▶ _What you should do_
Check every line of the material for the word "loop". Copy those that have it.
+++++
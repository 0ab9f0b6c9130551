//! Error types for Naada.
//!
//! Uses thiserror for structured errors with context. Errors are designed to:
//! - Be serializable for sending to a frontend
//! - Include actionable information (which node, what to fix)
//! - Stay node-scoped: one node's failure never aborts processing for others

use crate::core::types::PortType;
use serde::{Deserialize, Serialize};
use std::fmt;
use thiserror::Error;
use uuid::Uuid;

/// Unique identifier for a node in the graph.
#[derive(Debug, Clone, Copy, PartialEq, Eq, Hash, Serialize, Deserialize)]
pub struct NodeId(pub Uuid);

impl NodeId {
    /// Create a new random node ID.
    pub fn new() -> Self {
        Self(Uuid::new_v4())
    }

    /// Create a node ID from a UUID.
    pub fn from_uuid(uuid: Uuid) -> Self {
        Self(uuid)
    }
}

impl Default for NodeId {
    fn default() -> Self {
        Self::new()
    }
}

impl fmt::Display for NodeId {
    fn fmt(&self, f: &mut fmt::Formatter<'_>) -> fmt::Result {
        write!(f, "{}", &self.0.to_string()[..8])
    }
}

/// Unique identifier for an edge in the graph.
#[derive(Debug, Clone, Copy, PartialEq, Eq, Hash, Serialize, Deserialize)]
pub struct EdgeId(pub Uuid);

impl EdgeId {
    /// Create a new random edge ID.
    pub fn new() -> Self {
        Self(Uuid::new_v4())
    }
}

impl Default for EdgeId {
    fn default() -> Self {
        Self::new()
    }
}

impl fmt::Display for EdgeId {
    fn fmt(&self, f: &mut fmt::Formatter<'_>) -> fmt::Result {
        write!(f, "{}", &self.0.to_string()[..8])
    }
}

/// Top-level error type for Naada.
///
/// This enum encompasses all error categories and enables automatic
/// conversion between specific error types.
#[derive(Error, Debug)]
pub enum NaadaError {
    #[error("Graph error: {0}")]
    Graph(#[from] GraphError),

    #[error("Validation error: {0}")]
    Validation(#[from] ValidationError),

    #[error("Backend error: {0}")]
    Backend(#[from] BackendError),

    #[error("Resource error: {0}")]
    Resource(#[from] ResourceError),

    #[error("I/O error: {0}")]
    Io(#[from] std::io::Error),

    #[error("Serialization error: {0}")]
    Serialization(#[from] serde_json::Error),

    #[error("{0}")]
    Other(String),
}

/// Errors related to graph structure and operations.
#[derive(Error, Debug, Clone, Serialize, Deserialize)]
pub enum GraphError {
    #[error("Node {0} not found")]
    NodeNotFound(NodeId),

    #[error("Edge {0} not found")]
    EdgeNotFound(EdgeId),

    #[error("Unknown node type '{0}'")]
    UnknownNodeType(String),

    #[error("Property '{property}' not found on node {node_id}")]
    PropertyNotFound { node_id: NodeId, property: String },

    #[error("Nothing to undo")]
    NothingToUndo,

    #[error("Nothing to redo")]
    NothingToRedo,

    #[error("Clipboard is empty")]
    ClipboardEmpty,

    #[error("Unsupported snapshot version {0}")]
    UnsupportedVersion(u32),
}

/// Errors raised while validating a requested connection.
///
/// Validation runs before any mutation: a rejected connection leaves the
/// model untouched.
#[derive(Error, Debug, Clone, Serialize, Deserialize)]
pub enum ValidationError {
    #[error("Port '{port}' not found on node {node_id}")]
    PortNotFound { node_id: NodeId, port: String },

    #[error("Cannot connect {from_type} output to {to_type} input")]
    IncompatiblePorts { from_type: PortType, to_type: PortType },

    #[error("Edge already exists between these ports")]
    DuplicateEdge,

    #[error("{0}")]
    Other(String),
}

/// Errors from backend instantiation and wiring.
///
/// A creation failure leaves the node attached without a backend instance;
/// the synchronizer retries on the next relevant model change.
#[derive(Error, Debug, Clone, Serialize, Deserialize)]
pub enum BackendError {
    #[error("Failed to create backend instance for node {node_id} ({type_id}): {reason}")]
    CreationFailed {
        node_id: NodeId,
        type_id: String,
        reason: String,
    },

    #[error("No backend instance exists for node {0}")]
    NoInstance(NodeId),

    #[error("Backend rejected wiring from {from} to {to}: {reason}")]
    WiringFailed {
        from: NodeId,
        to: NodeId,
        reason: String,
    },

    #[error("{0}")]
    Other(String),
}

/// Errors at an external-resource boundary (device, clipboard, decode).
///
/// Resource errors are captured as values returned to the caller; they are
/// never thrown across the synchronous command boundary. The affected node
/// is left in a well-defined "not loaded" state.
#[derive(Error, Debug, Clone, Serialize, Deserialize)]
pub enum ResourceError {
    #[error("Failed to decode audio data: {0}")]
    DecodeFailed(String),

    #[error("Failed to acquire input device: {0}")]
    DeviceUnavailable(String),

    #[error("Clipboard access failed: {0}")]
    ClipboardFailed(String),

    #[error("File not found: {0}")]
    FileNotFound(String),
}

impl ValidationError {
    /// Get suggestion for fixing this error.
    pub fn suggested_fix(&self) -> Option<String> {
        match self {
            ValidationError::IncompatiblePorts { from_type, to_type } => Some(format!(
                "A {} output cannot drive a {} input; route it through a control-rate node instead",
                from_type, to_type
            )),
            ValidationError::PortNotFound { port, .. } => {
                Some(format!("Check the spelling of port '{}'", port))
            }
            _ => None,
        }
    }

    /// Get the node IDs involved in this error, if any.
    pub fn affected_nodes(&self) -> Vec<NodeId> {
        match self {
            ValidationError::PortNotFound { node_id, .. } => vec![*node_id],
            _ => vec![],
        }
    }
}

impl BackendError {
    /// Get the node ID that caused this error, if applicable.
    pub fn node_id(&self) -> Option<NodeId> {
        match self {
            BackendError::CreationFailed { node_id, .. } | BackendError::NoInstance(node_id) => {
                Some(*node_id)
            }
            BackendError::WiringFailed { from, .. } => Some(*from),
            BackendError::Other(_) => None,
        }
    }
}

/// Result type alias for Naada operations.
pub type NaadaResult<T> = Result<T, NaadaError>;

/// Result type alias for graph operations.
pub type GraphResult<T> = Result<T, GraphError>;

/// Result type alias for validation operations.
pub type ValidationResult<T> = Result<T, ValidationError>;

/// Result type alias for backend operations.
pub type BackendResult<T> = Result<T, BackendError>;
+++++
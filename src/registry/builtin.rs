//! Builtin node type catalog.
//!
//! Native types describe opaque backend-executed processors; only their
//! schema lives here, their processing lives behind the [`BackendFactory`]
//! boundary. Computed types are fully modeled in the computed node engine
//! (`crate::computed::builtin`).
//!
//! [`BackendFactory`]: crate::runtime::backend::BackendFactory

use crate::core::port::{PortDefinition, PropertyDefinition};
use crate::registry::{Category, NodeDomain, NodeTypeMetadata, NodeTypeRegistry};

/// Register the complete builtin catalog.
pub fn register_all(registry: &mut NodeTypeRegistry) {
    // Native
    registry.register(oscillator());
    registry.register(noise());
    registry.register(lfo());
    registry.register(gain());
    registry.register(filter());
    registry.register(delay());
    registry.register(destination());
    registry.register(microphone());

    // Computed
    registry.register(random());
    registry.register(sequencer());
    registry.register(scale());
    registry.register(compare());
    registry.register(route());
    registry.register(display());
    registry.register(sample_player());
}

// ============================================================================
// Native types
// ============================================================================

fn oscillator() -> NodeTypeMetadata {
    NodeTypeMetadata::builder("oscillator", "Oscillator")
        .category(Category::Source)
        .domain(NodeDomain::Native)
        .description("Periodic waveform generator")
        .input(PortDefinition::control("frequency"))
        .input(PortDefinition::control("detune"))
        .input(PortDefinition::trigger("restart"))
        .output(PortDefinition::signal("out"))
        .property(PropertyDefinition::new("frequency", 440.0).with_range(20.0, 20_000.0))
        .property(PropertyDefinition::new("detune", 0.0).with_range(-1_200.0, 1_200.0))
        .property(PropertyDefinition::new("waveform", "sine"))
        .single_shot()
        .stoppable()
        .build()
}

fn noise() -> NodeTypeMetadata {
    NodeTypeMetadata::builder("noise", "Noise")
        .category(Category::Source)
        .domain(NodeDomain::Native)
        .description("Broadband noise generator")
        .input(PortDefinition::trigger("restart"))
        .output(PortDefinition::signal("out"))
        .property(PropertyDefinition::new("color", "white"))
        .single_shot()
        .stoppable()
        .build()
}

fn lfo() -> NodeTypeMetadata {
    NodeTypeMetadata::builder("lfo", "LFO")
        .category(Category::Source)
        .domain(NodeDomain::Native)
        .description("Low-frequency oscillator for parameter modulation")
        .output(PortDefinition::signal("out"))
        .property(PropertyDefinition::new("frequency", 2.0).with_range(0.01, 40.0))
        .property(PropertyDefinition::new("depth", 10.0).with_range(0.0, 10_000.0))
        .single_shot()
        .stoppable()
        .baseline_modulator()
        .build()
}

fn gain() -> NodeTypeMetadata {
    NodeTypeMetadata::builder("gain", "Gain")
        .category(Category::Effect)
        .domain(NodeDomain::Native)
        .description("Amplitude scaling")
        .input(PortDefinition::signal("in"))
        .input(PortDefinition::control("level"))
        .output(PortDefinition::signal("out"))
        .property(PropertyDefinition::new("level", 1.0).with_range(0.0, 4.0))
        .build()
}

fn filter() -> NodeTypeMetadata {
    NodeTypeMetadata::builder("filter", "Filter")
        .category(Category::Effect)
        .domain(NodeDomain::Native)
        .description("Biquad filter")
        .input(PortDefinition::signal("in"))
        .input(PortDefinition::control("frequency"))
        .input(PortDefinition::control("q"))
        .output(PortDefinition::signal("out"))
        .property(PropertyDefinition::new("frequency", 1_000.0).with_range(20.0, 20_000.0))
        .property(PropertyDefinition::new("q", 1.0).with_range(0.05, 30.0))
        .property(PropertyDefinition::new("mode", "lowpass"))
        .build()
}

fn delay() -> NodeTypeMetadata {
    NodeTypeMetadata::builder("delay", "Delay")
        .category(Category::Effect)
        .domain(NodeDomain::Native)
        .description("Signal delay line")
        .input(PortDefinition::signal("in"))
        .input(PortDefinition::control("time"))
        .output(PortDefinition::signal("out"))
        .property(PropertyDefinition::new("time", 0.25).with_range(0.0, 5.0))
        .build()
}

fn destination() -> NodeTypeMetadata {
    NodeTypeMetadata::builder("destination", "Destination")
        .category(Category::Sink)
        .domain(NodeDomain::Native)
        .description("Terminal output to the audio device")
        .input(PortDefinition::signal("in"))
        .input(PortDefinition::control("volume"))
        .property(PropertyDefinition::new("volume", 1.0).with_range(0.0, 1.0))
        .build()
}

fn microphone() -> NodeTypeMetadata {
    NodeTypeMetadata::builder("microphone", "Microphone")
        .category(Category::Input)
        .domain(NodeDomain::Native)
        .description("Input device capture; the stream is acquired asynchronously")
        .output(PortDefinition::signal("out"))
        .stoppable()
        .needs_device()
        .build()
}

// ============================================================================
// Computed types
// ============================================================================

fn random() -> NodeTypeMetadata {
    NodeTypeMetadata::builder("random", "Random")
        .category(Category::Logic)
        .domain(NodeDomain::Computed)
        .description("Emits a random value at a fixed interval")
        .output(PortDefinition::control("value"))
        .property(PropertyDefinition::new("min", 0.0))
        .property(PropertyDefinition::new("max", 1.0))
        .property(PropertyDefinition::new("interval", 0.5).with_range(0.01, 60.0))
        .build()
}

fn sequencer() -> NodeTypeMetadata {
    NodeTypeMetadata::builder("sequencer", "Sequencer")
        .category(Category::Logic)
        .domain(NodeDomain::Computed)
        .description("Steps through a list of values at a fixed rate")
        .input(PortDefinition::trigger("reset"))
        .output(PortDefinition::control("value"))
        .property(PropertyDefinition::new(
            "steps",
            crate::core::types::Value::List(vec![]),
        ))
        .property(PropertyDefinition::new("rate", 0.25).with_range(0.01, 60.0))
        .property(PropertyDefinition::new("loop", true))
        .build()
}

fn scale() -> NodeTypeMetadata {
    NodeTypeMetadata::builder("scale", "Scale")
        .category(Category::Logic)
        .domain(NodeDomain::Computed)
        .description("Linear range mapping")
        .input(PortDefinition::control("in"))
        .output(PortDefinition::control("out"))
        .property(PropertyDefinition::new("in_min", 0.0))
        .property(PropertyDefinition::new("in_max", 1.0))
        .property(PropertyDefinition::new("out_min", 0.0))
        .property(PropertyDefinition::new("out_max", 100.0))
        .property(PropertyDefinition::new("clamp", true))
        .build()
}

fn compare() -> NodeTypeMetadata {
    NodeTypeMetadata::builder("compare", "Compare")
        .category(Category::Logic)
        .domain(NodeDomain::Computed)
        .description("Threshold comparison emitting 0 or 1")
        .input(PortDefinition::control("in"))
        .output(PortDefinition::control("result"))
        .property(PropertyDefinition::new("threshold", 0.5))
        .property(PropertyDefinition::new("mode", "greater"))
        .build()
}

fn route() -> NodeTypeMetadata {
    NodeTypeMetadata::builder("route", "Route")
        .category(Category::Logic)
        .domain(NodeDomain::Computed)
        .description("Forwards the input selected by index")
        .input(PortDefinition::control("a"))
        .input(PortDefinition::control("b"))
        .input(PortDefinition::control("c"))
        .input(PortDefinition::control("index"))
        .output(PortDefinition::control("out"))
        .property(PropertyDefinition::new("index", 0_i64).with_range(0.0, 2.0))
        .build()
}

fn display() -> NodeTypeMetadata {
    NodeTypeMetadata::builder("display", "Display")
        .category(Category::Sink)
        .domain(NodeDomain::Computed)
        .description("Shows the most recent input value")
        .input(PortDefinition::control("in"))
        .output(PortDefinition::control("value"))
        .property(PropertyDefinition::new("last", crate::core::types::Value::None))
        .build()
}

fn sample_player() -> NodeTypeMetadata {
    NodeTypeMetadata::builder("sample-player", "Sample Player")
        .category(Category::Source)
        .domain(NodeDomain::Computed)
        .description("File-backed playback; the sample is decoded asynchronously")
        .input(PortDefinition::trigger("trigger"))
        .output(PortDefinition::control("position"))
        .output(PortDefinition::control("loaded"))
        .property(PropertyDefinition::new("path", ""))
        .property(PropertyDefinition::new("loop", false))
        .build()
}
+++++
▶ _Problem solution_
        .property(PropertyDefinition::new("loop", true))
        .property(PropertyDefinition::new("loop", false))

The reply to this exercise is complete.